- WHAT THIS TASK INVOLVES -
Scan the entries below for the string "lighting" and copy every line where it turns up.

- RECORDS SUPPLIED -
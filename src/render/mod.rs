//! Scene-side rendering: building spawning, facade materials and lighting.

use bevy::prelude::*;

pub mod city_spawner;
pub mod facade_target;
pub mod facade_textures;

use facade_target::FacadeTarget;

pub struct RenderPlugin;

impl Plugin for RenderPlugin {
    fn build(&self, app: &mut App) {
        app.add_plugins(city_spawner::CitySpawnerPlugin)
            .add_plugins(facade_target::FacadeTargetPlugin)
            .insert_resource(ClearColor(Color::srgb(0.01, 0.01, 0.03)))
            .add_systems(Startup, setup_scene);
    }
}

/// Night lighting, a ground plane and a facade preview panel.
fn setup_scene(
    mut commands: Commands,
    mut meshes: ResMut<Assets<Mesh>>,
    mut materials: ResMut<Assets<StandardMaterial>>,
) {
    commands.insert_resource(AmbientLight {
        color: Color::srgb(0.6, 0.7, 1.0),
        brightness: 80.0,
    });

    // Moonlight (dim, blue-tinted)
    commands.spawn((
        DirectionalLight {
            illuminance: 800.0,
            color: Color::srgb(0.7, 0.8, 1.0),
            shadows_enabled: true,
            ..default()
        },
        Transform::from_rotation(Quat::from_euler(
            EulerRot::XYZ,
            -std::f32::consts::FRAC_PI_4,
            std::f32::consts::FRAC_PI_4,
            0.0,
        )),
    ));

    commands.spawn((
        Mesh3d(meshes.add(Plane3d::default().mesh().size(400.0, 400.0))),
        MeshMaterial3d(materials.add(StandardMaterial {
            base_color: Color::srgb(0.05, 0.05, 0.06),
            perceptual_roughness: 0.95,
            ..default()
        })),
        Transform::default(),
        Name::new("Ground"),
    ));

    // Gray until a facade is applied to it (F).
    commands.spawn((
        Mesh3d(meshes.add(Cuboid::new(4.0, 8.0, 0.2))),
        MeshMaterial3d(materials.add(StandardMaterial {
            base_color: Color::srgb(0.5, 0.5, 0.5),
            ..default()
        })),
        Transform::from_xyz(0.0, 12.0, 0.0),
        FacadeTarget,
        Name::new("Facade Preview"),
    ));
}
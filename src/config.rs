//! Startup configuration: a TOML file plus command-line overrides.
//!
//! ```toml
//! use_facades = true
//!
//! [grid]
//! blocks_x = 10
//! blocks_y = 10
//! seed = 42
//! height_range = { min = 2.0, max = 12.0 }
//!
//! [facade]
//! lit_colors = ["#ffe699", "#6699ff"]
//! lit_probability = 0.5
//!
//! [camera]
//! speed = 10.0
//! ```
//!
//! Every field is optional; missing ones keep their defaults.

use std::fs;
use std::path::{Path, PathBuf};

use bevy::prelude::*;
use clap::Parser;
use serde::{Deserialize, Serialize};

use crate::camera::OrbitSettings;
use crate::error::{CityError, CityResult};
use crate::procgen::layout::GridConfig;
use crate::render::facade_textures::FacadeConfig;

#[derive(Parser, Debug, Default)]
#[command(name = "night_city", about = "Procedural night city with glowing window facades")]
pub struct Args {
    /// Path to a TOML config file.
    #[arg(short, long)]
    pub config: Option<PathBuf>,

    /// Layout seed; overrides the file. 0 = random.
    #[arg(long)]
    pub seed: Option<u64>,

    /// Facade seed; overrides the file. 0 = random.
    #[arg(long)]
    pub facade_seed: Option<u64>,

    /// Use plain gray buildings instead of synthesized facades.
    #[arg(long)]
    pub no_facades: bool,
}

#[derive(Clone, Debug, PartialEq, Serialize, Deserialize)]
#[serde(default)]
pub struct CityConfig {
    /// Paint buildings with synthesized facades rather than flat gray.
    pub use_facades: bool,
    pub grid: GridConfig,
    pub facade: FacadeConfig,
    pub camera: OrbitSettings,
}

impl Default for CityConfig {
    fn default() -> Self {
        Self {
            use_facades: true,
            grid: GridConfig::default(),
            facade: FacadeConfig::default(),
            camera: OrbitSettings::default(),
        }
    }
}

impl CityConfig {
    pub fn from_toml(text: &str, path: &Path) -> CityResult<Self> {
        let config: Self = toml::from_str(text).map_err(|source| CityError::ConfigParse {
            path: path.to_path_buf(),
            source,
        })?;
        config.validate()?;
        Ok(config)
    }

    pub fn load(path: &Path) -> CityResult<Self> {
        let text = fs::read_to_string(path).map_err(|source| CityError::ConfigFile {
            path: path.to_path_buf(),
            source,
        })?;
        Self::from_toml(&text, path)
    }

    /// File (if any) with command-line overrides applied.
    pub fn from_args(args: &Args) -> CityResult<Self> {
        let mut config = match &args.config {
            Some(path) => Self::load(path)?,
            None => Self::default(),
        };
        if let Some(seed) = args.seed {
            config.grid.seed = seed;
        }
        if let Some(seed) = args.facade_seed {
            config.facade.seed = seed;
        }
        if args.no_facades {
            config.use_facades = false;
        }
        config.validate()?;
        Ok(config)
    }

    pub fn validate(&self) -> CityResult<()> {
        self.grid.validate()?;
        self.camera.validate()?;
        if self.use_facades {
            self.facade.validate()?;
        }
        Ok(())
    }
}

/// Installs the loaded configuration as resources.
pub struct ConfigPlugin {
    pub config: CityConfig,
}

impl Plugin for ConfigPlugin {
    fn build(&self, app: &mut App) {
        app.insert_resource(self.config.grid.clone())
            .insert_resource(self.config.camera.clone());
        if self.config.use_facades {
            app.insert_resource(self.config.facade.clone());
        }
    }
}

#[cfg(test)]
mod tests {
    use super::*;
    use crate::procgen::layout::ValueRange;
    use crate::render::facade_textures::Rgba8;

    #[test]
    fn partial_file_keeps_defaults() {
        let text = r##"
            [grid]
            blocks_x = 4
            seed = 42
            height_range = { min = 1.0, max = 3.0 }

            [facade]
            lit_colors = ["#ff0000", "#00ff0080"]
        "##;
        let config = CityConfig::from_toml(text, Path::new("city.toml")).unwrap();

        assert_eq!(config.grid.blocks_x, 4);
        assert_eq!(config.grid.blocks_y, 15);
        assert_eq!(config.grid.seed, 42);
        assert_eq!(config.grid.height_range, ValueRange::new(1.0, 3.0));
        assert_eq!(
            config.facade.lit_colors,
            vec![Rgba8::new(255, 0, 0, 255), Rgba8::new(0, 255, 0, 128)]
        );
        assert_eq!(config.facade.texture_width, 128);
        assert_eq!(config.camera, OrbitSettings::default());
        assert!(config.use_facades);
    }

    #[test]
    fn empty_palette_is_rejected() {
        let err = CityConfig::from_toml("[facade]\nlit_colors = []", Path::new("c.toml")).unwrap_err();
        assert!(matches!(err, CityError::InvalidConfiguration(_)));
    }

    #[test]
    fn infinite_orbit_speed_is_rejected() {
        let err = CityConfig::from_toml("[camera]\nspeed = inf", Path::new("c.toml")).unwrap_err();
        assert!(matches!(err, CityError::InvalidConfiguration(_)));
    }

    #[test]
    fn palette_ignored_when_facades_disabled() {
        let text = "use_facades = false\n[facade]\nlit_colors = []";
        assert!(CityConfig::from_toml(text, Path::new("c.toml")).is_ok());
    }

    #[test]
    fn malformed_file_reports_path() {
        let err = CityConfig::from_toml("[grid\nblocks_x = 1", Path::new("broken.toml")).unwrap_err();
        match err {
            CityError::ConfigParse { path, .. } => assert_eq!(path, PathBuf::from("broken.toml")),
            other => panic!("unexpected error: {other}"),
        }
    }

    #[test]
    fn missing_file_is_an_io_error() {
        let err = CityConfig::load(Path::new("/nonexistent/night_city.toml")).unwrap_err();
        assert!(matches!(err, CityError::ConfigFile { .. }));
    }

    #[test]
    fn command_line_overrides_file() {
        let args = Args {
            seed: Some(7),
            facade_seed: Some(9),
            no_facades: true,
            ..Default::default()
        };
        let config = CityConfig::from_args(&args).unwrap();
        assert_eq!(config.grid.seed, 7);
        assert_eq!(config.facade.seed, 9);
        assert!(!config.use_facades);
    }

    #[test]
    fn default_config_round_trips_through_toml() {
        let text = toml::to_string(&CityConfig::default()).unwrap();
        let parsed = CityConfig::from_toml(&text, Path::new("c.toml")).unwrap();
        assert_eq!(parsed, CityConfig::default());
    }
}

- ANSWER AREA -
//! Scene-side rendering: building spawning, facade materials and lighting.
/// Night lighting, a ground plane and a facade preview panel.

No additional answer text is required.